Annette has become well known for her large scale ‘portraits’ of women.
She sources these female faces from art history, [appropriating from famous paintings by artists such as De Lempicka and Tretchikoff], soft porn, self portraits, seductive media blondes, her friends and her imagination. Each image has evolved from the original, the colours changed, the faces subtly manipulated and backgrounds renewed.
The large scale and repetition of these faces is reminiscent of 1960s Pop Art. The faces are rendered commonplace and mimic the image saturation that surrounds us in contemporary society. By reproducing her own work in multiples, albeit each with noticeable changes, she questions the ethical and cultural ramifications of moving from original to copy. Is the copy still an original even if the work it is copying is a reproduction of a work by another artist? Does the impact and desirability of a work lessen when it is reproduced ad nauseam like the Mona Lisa? This is not to imply that these works are without power, their beauty, technical finesse and large scale refutes this. The notions of sexuality, ethnicity and gender are challenged in these paintings.

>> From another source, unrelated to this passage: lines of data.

//! Packet Payload Types

use serde::{Deserialize, Serialize};
use std::fmt;

/// Three-component float vector used for positions
#[derive(Debug, Clone, Copy, Default, PartialEq, Serialize, Deserialize)]
pub struct Vec3 {
    pub x: f32,
    pub y: f32,
    pub z: f32,
}

impl Vec3 {
    pub fn new(x: f32, y: f32, z: f32) -> Self {
        Self { x, y, z }
    }
}

impl fmt::Display for Vec3 {
    fn fmt(&self, f: &mut fmt::Formatter<'_>) -> fmt::Result {
        write!(f, "({}, {}, {})", self.x, self.y, self.z)
    }
}

/// Integer block coordinates
#[derive(Debug, Clone, Copy, Default, PartialEq, Eq, Serialize, Deserialize)]
pub struct BlockPos {
    pub x: i32,
    pub y: i32,
    pub z: i32,
}

impl BlockPos {
    pub fn new(x: i32, y: i32, z: i32) -> Self {
        Self { x, y, z }
    }
}

impl fmt::Display for BlockPos {
    fn fmt(&self, f: &mut fmt::Formatter<'_>) -> fmt::Result {
        write!(f, "({}, {}, {})", self.x, self.y, self.z)
    }
}

/// Identity and capabilities a client declares when it logs in.
///
/// The relay forwards this verbatim when dialing the upstream so the
/// upstream sees the same identity the client presented.
#[derive(Debug, Clone, Default, PartialEq, Serialize, Deserialize)]
pub struct ClientData {
    pub display_name: String,
    pub game_version: String,
    pub device_os: String,
    pub device_id: String,
    pub language_code: String,
    #[serde(default)]
    pub skin_id: Option<String>,
}

/// World state handed out by the upstream at the end of its login exchange
#[derive(Debug, Clone, Default, PartialEq, Serialize, Deserialize)]
pub struct GameData {
    pub world_name: String,
    pub entity_unique_id: i64,
    pub entity_runtime_id: u64,
    pub game_mode: i32,
    pub dimension: i32,
    pub player_position: Vec3,
    pub world_spawn: BlockPos,
    pub time: i64,
}

/// Login request: the first packet on every connection
#[derive(Debug, Clone, PartialEq, Serialize, Deserialize)]
pub struct Login {
    pub client_data: ClientData,
    #[serde(default)]
    pub access_token: Option<String>,
}

/// Disconnect notice carrying a human-readable reason
#[derive(Debug, Clone, PartialEq, Serialize, Deserialize)]
pub struct Disconnect {
    pub message: String,
    #[serde(default)]
    pub hide_screen: bool,
}

/// Play status codes
#[derive(Debug, Clone, Copy, PartialEq, Eq, Serialize, Deserialize)]
#[repr(i32)]
pub enum PlayStatusCode {
    LoginSuccess = 0,
    LoginFailedClient = 1,
    LoginFailedServer = 2,
    PlayerSpawn = 3,
    LoginFailedInvalidTenant = 4,
    LoginFailedVanillaEdu = 5,
    LoginFailedEduVanilla = 6,
    LoginFailedServerFull = 7,
    LoginFailedEditorVanilla = 8,
    LoginFailedVanillaEditor = 9,
}

#[derive(Debug, Clone, Copy, PartialEq, Serialize, Deserialize)]
pub struct PlayStatus {
    pub status: PlayStatusCode,
}

#[derive(Debug, Clone, Copy, PartialEq, Serialize, Deserialize)]
pub struct ChangeDimension {
    pub dimension: i32,
    pub position: Vec3,
    pub respawn: bool,
}

#[derive(Debug, Clone, Copy, PartialEq, Serialize, Deserialize)]
pub struct PlayerAction {
    pub entity_runtime_id: u64,
    pub action_type: i32,
    pub block_position: BlockPos,
    pub result_position: BlockPos,
    pub block_face: i32,
}

#[derive(Debug, Clone, Copy, PartialEq, Eq, Serialize, Deserialize)]
pub struct SetLocalPlayerAsInitialised {
    pub entity_runtime_id: u64,
}

#[derive(Debug, Clone, Copy, PartialEq, Eq, Serialize, Deserialize)]
pub struct RequestChunkRadius {
    pub chunk_radius: i32,
}

#[derive(Debug, Clone, PartialEq, Serialize, Deserialize)]
pub struct Text {
    pub source_name: String,
    pub message: String,
}

/// Server list entry returned to clients that ping before logging in
#[derive(Debug, Clone, Default, PartialEq, Eq, Serialize, Deserialize)]
pub struct ServerStatus {
    pub server_name: String,
    #[serde(default)]
    pub sub_name: String,
    pub player_count: i32,
    pub max_players: i32,
    #[serde(default)]
    pub show_version: bool,
}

These potent works confront the viewer with preconceived ideas of female beauty, our obsession with youth and the unblemished skins of airbrushed magazine girls. Annette sometimes incorporates images of flowers alongside, behind, or over her portraits. Implying perhaps, that a woman’s beauty is ephemeral like that of a flower, and again questioning our obsession with it.
In her most recent paintings Annette has applied stylised designs over the works, flattening out the picture plane and the three dimensionality of the work behind. This forces the viewer to acknowledge that her images of women are simply that, just images, nothing like the real woman they may have been inspired by.
They are muses for our contemporary idealised world - the film star, the fashion model and the girl in the glossy magazine ad. They are women, looking out from the canvas, to question and challenge our assumptions of objectification of the female form, asking us to think about gender, art, and popular culture. Asking us to give more than a passing thought to the submerged personalities, of those portrayed. Those that are glossed over with the superficiality of our time.
Annette Bezor’s painted women overwhelm us by their dominating size, their sexuality and power. Richard Grayson says of Annette’s work “ She is possessed of, and by, a passionate gaze and her work has repeatedly investigated and analysed the gazes changing situations and conditions.”